If you want to try your hand at this Indigenous treat (made with famine rations), give my recipe a shot. Though it’s not good for you, it does make the perfect accompaniment to a Reservation Dogs binge.
- 1.5 cups AP flour + extra
- 1.5 tsp. baking powder
- 1 tsp. salt
- 1 cup water (or whole fat milk)
- 4 cups sunflower oil (or any vegetable oil)
This is a very easy quick bread recipe. I grew up using milk instead of water. Use what you like but I find that milk adds a little extra fat that helps the bread’s crumb edge more towards a light old-fashioned doughnut. Frybread is a bit like Sunday gravy or fried rice, every home has its recipe and no one’s wrong.
When it comes to toppings, that’s 100 percent up to you. Butter and jam, cinnamon-sugar, sesame seeds and salt, or full Indian taco mode are classic ways to go. As a kid in the Pacific Northwest, my favorite was a smear of peanut butter with a dollop of huckleberry or salal berry jam. I’ve also gone in completely opposite directions with cold smoked salmon, red onion, capers, and cream cheese. Hell, you can put tomato sauce, mozz, and pepperoni on it if you want.

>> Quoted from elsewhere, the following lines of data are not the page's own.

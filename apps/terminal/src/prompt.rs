//! Yes/no and free-text questions put to the cashier mid-command.
//!
//! Commands take `&mut dyn Prompt` so tests can script the answers.

use std::collections::VecDeque;
use std::io::{BufRead, Write};

pub trait Prompt {
    /// `true` only for an explicit yes.
    fn confirm(&mut self, question: &str) -> bool;

    /// One line of input, trimmed. Empty when nothing was typed.
    fn ask(&mut self, question: &str) -> String;
}

/// Reads answers from the terminal.
pub struct StdinPrompt;

impl Prompt for StdinPrompt {
    fn confirm(&mut self, question: &str) -> bool {
        let answer = self.ask(&format!("{} [y/N]", question));
        matches!(answer.to_lowercase().as_str(), "y" | "yes")
    }

    fn ask(&mut self, question: &str) -> String {
        let mut stdout = std::io::stdout();
        // A failed flush only delays the question text.
        let _ = write!(stdout, "{} ", question);
        let _ = stdout.flush();

        let mut line = String::new();
        match std::io::stdin().lock().read_line(&mut line) {
            Ok(_) => line.trim().to_string(),
            Err(_) => String::new(),
        }
    }
}

/// Canned answers, consumed in order. Runs out as "no" / "".
#[derive(Debug, Default)]
pub struct ScriptedPrompt {
    answers: VecDeque<String>,
    pub asked: Vec<String>,
}

impl ScriptedPrompt {
    pub fn new<I, S>(answers: I) -> Self
    where
        I: IntoIterator<Item = S>,
        S: Into<String>,
    {
        ScriptedPrompt {
            answers: answers.into_iter().map(Into::into).collect(),
            asked: Vec::new(),
        }
    }
}

impl Prompt for ScriptedPrompt {
    fn confirm(&mut self, question: &str) -> bool {
        let answer = self.ask(question);
        matches!(answer.to_lowercase().as_str(), "y" | "yes")
    }

    fn ask(&mut self, question: &str) -> String {
        self.asked.push(question.to_string());
        self.answers.pop_front().unwrap_or_default()
    }
}

#[cfg(test)]
mod tests {
    use super::*;

    #[test]
    fn test_scripted_answers_run_out_as_no() {
        let mut prompt = ScriptedPrompt::new(["yes", "4321"]);
        assert!(prompt.confirm("Paid?"));
        assert_eq!(prompt.ask("OTP?"), "4321");
        assert!(!prompt.confirm("Again?"));
        assert_eq!(prompt.asked.len(), 3);
    }
}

The point is when it comes to frybread toppings, the world’s your oyster. Yes, I’ve also paired fry bread with fried oysters. It was delicious.
What You’ll Need:
- Large skillet or high-walled saute pan
- Wooden spoon
- Mixing bowl
- Fine mesh sifter
- Cutting board
- Cookie sheet with a wire rack
- Combine the flour, baking powder, and salt in the sifter and sift into a bowl.
- Add in the milk (or water) and mix with a wooden spoon until a soft ball of dough forms. It should just come together but not stick to your hands. Use extra flour as needed.

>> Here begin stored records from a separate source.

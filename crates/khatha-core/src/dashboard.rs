//! # Dashboard
//!
//! Shop overview computed from already-fetched lists.

use std::collections::BTreeMap;

use chrono::{Datelike, NaiveDate};
use serde::Serialize;

use crate::money::Money;
use crate::types::{Bill, BillType, Customer, Order, OrderStatus, Product};

/// How many entries each "top" list shows.
pub const TOP_N: usize = 2;

#[derive(Debug, Clone, PartialEq, Serialize)]
#[serde(rename_all = "camelCase")]
pub struct DashboardSummary {
    /// Σ customer due.
    pub total_due: Money,
    /// Σ amount of SALE/GAVE bills dated `today`.
    pub todays_sales: Money,
    pub pending_orders: usize,
    pub top_debtors: Vec<Customer>,
    pub lowest_stock: Vec<Product>,
    pub next_pending_orders: Vec<Order>,
    /// (year, month) → Σ bill amount, oldest first.
    pub monthly_billing: Vec<MonthlyTotal>,
}

#[derive(Debug, Clone, Copy, PartialEq, Eq, Serialize)]
#[serde(rename_all = "camelCase")]
pub struct MonthlyTotal {
    pub year: i32,
    pub month: u32,
    pub amount: Money,
}

impl DashboardSummary {
    pub fn build(
        today: NaiveDate,
        customers: &[Customer],
        products: &[Product],
        bills: &[Bill],
        orders: &[Order],
    ) -> Self {
        let total_due = customers.iter().map(|c| c.due_amount).sum();

        let is_sale = |b: &&Bill| matches!(b.bill_type, BillType::Sale | BillType::Gave);
        let todays_sales = bills
            .iter()
            .filter(is_sale)
            .filter(|b| b.timestamp().map(|t| t.date()) == Some(today))
            .map(|b| b.amount)
            .sum();

        let mut top_debtors: Vec<Customer> = customers
            .iter()
            .filter(|c| c.due_amount.is_positive())
            .cloned()
            .collect();
        top_debtors.sort_by(|a, b| b.due_amount.cmp(&a.due_amount));
        top_debtors.truncate(TOP_N);

        let mut lowest_stock = products.to_vec();
        lowest_stock.sort_by_key(|p| p.quantity);
        lowest_stock.truncate(TOP_N);

        let pending: Vec<&Order> = orders
            .iter()
            .filter(|o| o.status == OrderStatus::Pending)
            .collect();
        let pending_orders = pending.len();
        let next_pending_orders = pending.into_iter().take(TOP_N).cloned().collect();

        let mut by_month: BTreeMap<(i32, u32), Money> = BTreeMap::new();
        for bill in bills.iter().filter(is_sale) {
            if let Some(ts) = bill.timestamp() {
                *by_month.entry((ts.year(), ts.month())).or_default() += bill.amount;
            }
        }
        let monthly_billing = by_month
            .into_iter()
            .map(|((year, month), amount)| MonthlyTotal { year, month, amount })
            .collect();

        DashboardSummary {
            total_due,
            todays_sales,
            pending_orders,
            top_debtors,
            lowest_stock,
            next_pending_orders,
            monthly_billing,
        }
    }
}

#[cfg(test)]
mod tests {
    use super::*;
    use crate::types::ProductType;

    fn customer(id: i64, due: i64) -> Customer {
        Customer {
            id,
            name: format!("C{}", id),
            phone: String::new(),
            email: None,
            loyalty_points: 0,
            due_amount: Money::from_rupees(due),
            scheme_monthly_amount: None,
            scheme_target_amount: None,
            scheme_collected_amount: None,
        }
    }

    fn product(id: i64, stock: i64) -> Product {
        Product {
            id,
            name: format!("P{}", id),
            barcode: String::new(),
            price: Money::from_rupees(1),
            quantity: stock,
            product_type: ProductType::Unit,
            category: None,
            image_url: None,
            retailer_id: None,
        }
    }

    fn bill(id: i64, kind: BillType, amount: i64, date: &str) -> Bill {
        Bill {
            id,
            bill_number: None,
            bill_type: kind,
            amount: Money::from_rupees(amount),
            paid_amount: Money::zero(),
            due_amount: Money::zero(),
            payment_mode: None,
            items: None,
            status: None,
            bill_date: Some(date.to_string()),
            created_at: None,
            image_url: None,
            loyalty_points_used: None,
            customer: None,
        }
    }

    fn order(id: i64, status: OrderStatus) -> Order {
        Order {
            id,
            retailer_id: Some(1),
            customer_id: Some(1),
            items: None,
            total_amount: Money::from_rupees(10),
            payment_mode: None,
            status,
            order_date: None,
            customer_name: None,
            customer_phone: None,
            retailer_name: None,
        }
    }

    #[test]
    fn test_summary() {
        let today = NaiveDate::from_ymd_opt(2024, 5, 10).unwrap();
        let customers = vec![customer(1, 100), customer(2, 0), customer(3, 400), customer(4, 50)];
        let products = vec![product(1, 20), product(2, 1), product(3, 0)];
        let bills = vec![
            bill(1, BillType::Sale, 105, "2024-05-10T09:00:00"),
            bill(2, BillType::Gave, 40, "2024-05-10"),
            bill(3, BillType::Received, 500, "2024-05-10"),
            bill(4, BillType::Sale, 70, "2024-04-02"),
        ];
        let orders = vec![
            order(1, OrderStatus::Delivered),
            order(2, OrderStatus::Pending),
            order(3, OrderStatus::Pending),
            order(4, OrderStatus::Pending),
        ];

        let s = DashboardSummary::build(today, &customers, &products, &bills, &orders);

        assert_eq!(s.total_due, Money::from_rupees(550));
        assert_eq!(s.todays_sales, Money::from_rupees(145));
        assert_eq!(s.pending_orders, 3);
        assert_eq!(s.top_debtors.iter().map(|c| c.id).collect::<Vec<_>>(), vec![3, 1]);
        assert_eq!(s.lowest_stock.iter().map(|p| p.id).collect::<Vec<_>>(), vec![3, 2]);
        assert_eq!(s.next_pending_orders.len(), 2);
        assert_eq!(
            s.monthly_billing,
            vec![
                MonthlyTotal { year: 2024, month: 4, amount: Money::from_rupees(70) },
                MonthlyTotal { year: 2024, month: 5, amount: Money::from_rupees(145) },
            ]
        );
    }
}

- Divide the dough ball into four balls.
- Heat the oil in your skillet on medium-high heat.
- Flour your hands and a cutting board.
- Gently pull the dough into a disc using your thumbs around the edges and letting gravity stretch the dough. Pat out each round disc between your hands, making sure to keep the edges a little thicker than the middle (kind of like a pizza crust). Each disc should be able four to six inches across. Rest the discs on the floured cutting board.
- Gently lay the dough discs into the hot oil making sure to lay them out away from you. Fry one or two at a time (you don’t want your oil to cool).
- After about 90 seconds, the bottom of the frybread should be turning a light golden color. Use the tongs to flip.
- You might have to use the end of the tongs to splash some oil over the middle of the frybread to evenly brown it. Make sure to always do this away from you.
- After about another 90 seconds, the frybread should be golden brown. Remove from the oil and place on the waiting rack.
- Serve immediately with your topping of choice.
I mean… this is fried dough. How can it not be amazing? What I love about this recipe is that you get this lovely crisp edge and coating with a real crunch to it while the inside remains super supple and soft with a light heft.
I ate one of these with no toppings and I immediately wanted to eat another one. For me, it hits such a deep nostalgia note that it’s hard not to devour this food. Still, I saved the rest for my family. The biggest issue is that now I have a pan of frybread grease sitting on my stove. That means that I’m definitely going to be making frybread again this week. And I’m not mad at all about that.
Of course, if you’re going to make this recipe, you kind of have to listen to Greasy Frybread now. Good luck getting it unstuck from your head.